Roland Bornhofen, Prof. Dr. Udo Bühler
Rz. 1036
Gerichtsstandsklauseln unterliegen auch der Angemessenheitskontrolle des § 307 BGB. Sie verstoßen dann nicht gegen diese Vorschrift, wenn für sie ein berechtigtes Interesse besteht oder ein entsprechender Handelsbrauch zugrunde liegt. In gleicher Weise sind Erfüllungsortvereinbarungen zu beurteilen, die den Gerichtsstand verändern. Zulässig ist etwa die formularmäßige Vereinbarung der Zuständigkeit des Gerichts am Ort der Hauptniederlassung des Verwenders. Dies gilt auch für den Kanzleiort seines Rechtsanwalts, es sei denn, dass dies wegen der örtlichen Lage der Parteien und dem fehlenden Bezug zum Vertrag ungewöhnlich und dem Vertragsgegner nicht zuzumuten ist.
Rz. 1037
Für Gerichtsstandsklauseln, die unabhängig vom Streitwert die Zuständigkeit eines Amtsgerichts begründen sollen, besteht kein berechtigtes Interesse. Zwar besteht auch bei Berufungsurteilen der Landgerichte die Möglichkeit, die Revisionsinstanz anzurufen (§§ 542, 543 ZPO). Amtsrichter unterliegen jedoch einer weit höheren Fallbelastung als Richter am Landgericht, sodass sie allein schon aus Zeitgründen nicht in der Lage sind, sich größeren Prozessen mit derselben Sorgfalt zu widmen wie Richter am Landgericht. Bei Landgerichtsprozessen ist zudem in vielen Sachgebieten ohnehin noch gemäß § 348 Abs. 1 S. 2 Nr. 2 ZPO die aus drei Richtern bestehende Zivilkammer zuständig, etwa bei Streitigkeiten über Presseangelegenheiten, Bank- und Finanzgeschäften, Bau- und Architektenverträgen etc. Die Geschäftsverteilungspläne der Landgerichte tragen dem in aller Regel Rechnung und ermöglichen den einzelnen Kammern eine Spezialisierung, indem bestimmte Sachbereiche einer Kammer allein zugewiesen werden.
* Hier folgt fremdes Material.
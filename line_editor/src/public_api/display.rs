// Copyright (c) 2024-2025 R3BL LLC. Licensed under Apache License, Version 2.0.

use crate::{SendRawTerminal, ok, queue_commands_no_lock};
use crossterm::{QueueableCommand,
                event::{DisableBracketedPaste, EnableBracketedPaste},
                terminal::{self, disable_raw_mode, enable_raw_mode}};
use std::{fmt::Debug,
          io::{self, Write}};

/// Where the editor paints. The terminal selection lives here too, since only the
/// surface knows what is highlighted.
pub trait DisplaySurface {
    /// Write escape sequences and text. A write also drops the current selection.
    ///
    /// # Errors
    ///
    /// Returns an error if the underlying writer fails.
    fn write(&mut self, bytes: &[u8]) -> io::Result<()>;

    /// # Errors
    ///
    /// Returns an error if the underlying writer fails.
    fn flush(&mut self) -> io::Result<()>;

    fn has_selection(&self) -> bool;

    fn get_selection(&self) -> Option<String>;

    fn select_all(&mut self, text: &str);

    /// The terminal was resized.
    fn fit(&mut self, cols: u16, rows: u16);
}

/// A [`DisplaySurface`] on a real terminal. Raw mode and bracketed paste are turned on
/// in [`TerminalDisplay::try_new`] and turned off again on [`Drop`].
pub struct TerminalDisplay {
    output: Box<SendRawTerminal>,
    selection: Option<String>,
    size: (u16, u16),
}

impl Debug for TerminalDisplay {
    fn fmt(&self, f: &mut std::fmt::Formatter<'_>) -> std::fmt::Result {
        f.debug_struct("TerminalDisplay")
            .field("selection", &self.selection)
            .field("size", &self.size)
            .finish_non_exhaustive()
    }
}

impl TerminalDisplay {
    /// # Errors
    ///
    /// Returns an error if raw mode can't be enabled, or the terminal size can't be
    /// read.
    pub fn try_new() -> io::Result<Self> {
        Self::try_new_with(Box::new(io::stdout()))
    }

    /// # Errors
    ///
    /// Returns an error if raw mode can't be enabled, or the terminal size can't be
    /// read.
    pub fn try_new_with(output: Box<SendRawTerminal>) -> io::Result<Self> {
        enable_raw_mode()?;
        Self::try_finish_setup(output, terminal::size)
    }

    /// Runs once raw mode is on. An early return drops `it`, which leaves raw mode.
    fn try_finish_setup(
        output: Box<SendRawTerminal>,
        read_size: impl FnOnce() -> io::Result<(u16, u16)>,
    ) -> io::Result<Self> {
        let mut it = Self {
            output,
            selection: None,
            size: (0, 0),
        };
        queue_commands_no_lock!(it.output, EnableBracketedPaste);
        it.output.flush()?;
        it.size = read_size()?;
        tracing::debug!(message = "raw mode on", cols = it.size.0, rows = it.size.1);
        ok!(it)
    }

    #[must_use]
    pub fn size(&self) -> (u16, u16) { self.size }
}

impl DisplaySurface for TerminalDisplay {
    fn write(&mut self, bytes: &[u8]) -> io::Result<()> {
        self.selection = None;
        self.output.write_all(bytes)
    }

    fn flush(&mut self) -> io::Result<()> { self.output.flush() }

    fn has_selection(&self) -> bool { self.selection.is_some() }

    fn get_selection(&self) -> Option<String> { self.selection.clone() }

    fn select_all(&mut self, text: &str) {
        tracing::debug!(message = "select all", selection = %text);
        self.selection = Some(text.to_string());
    }

    fn fit(&mut self, cols: u16, rows: u16) {
        tracing::debug!(message = "fit", cols, rows);
        self.size = (cols, rows);
    }
}

impl Drop for TerminalDisplay {
    fn drop(&mut self) {
        self.output.queue(DisableBracketedPaste).ok();
        self.output.flush().ok();
        if let Err(err) = disable_raw_mode() {
            tracing::error!(message = "could not leave raw mode", error = %err);
        }
    }
}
Darüber hinaus besteht bei originärer Einzelrichterzuständigkeit gemäß § 348 Abs. 3 ZPO die Möglichkeit, den Fall der Kammer zur Entscheidung zu übertragen, wenn die Sache besondere Schwierigkeiten tatsächlicher oder rechtlicher Art aufweist oder sie grundsätzliche Bedeutung hat. Nicht zuletzt ist auf die Zuständigkeit der Kammern für Handelssachen gemäß § 93 ff. GVG hinzuweisen. Diese gesetzlichen Regelungen dienen der Sicherstellung einer Rechtsprechungsqualität beim Landgericht, die es beim Amtsgericht nicht geben kann. Es ist unrealistisch, einem pragmatisch entscheidenden Amtsrichter etwa einen komplizierten Bauprozess mit einem Streitwert in dreistelliger Millionenhöhe übertragen zu wollen.
Rz. 1038
Werden Gerichtsstandsklauseln unterschiedslos im kaufmännischen und nicht kaufmännischen Geschäftsverkehr verwandt, bleiben sie gegenüber Kaufleuten wirksam. Im Unterlassungsklageverfahren können derartige Klauseln indes für unwirksam erklärt werden.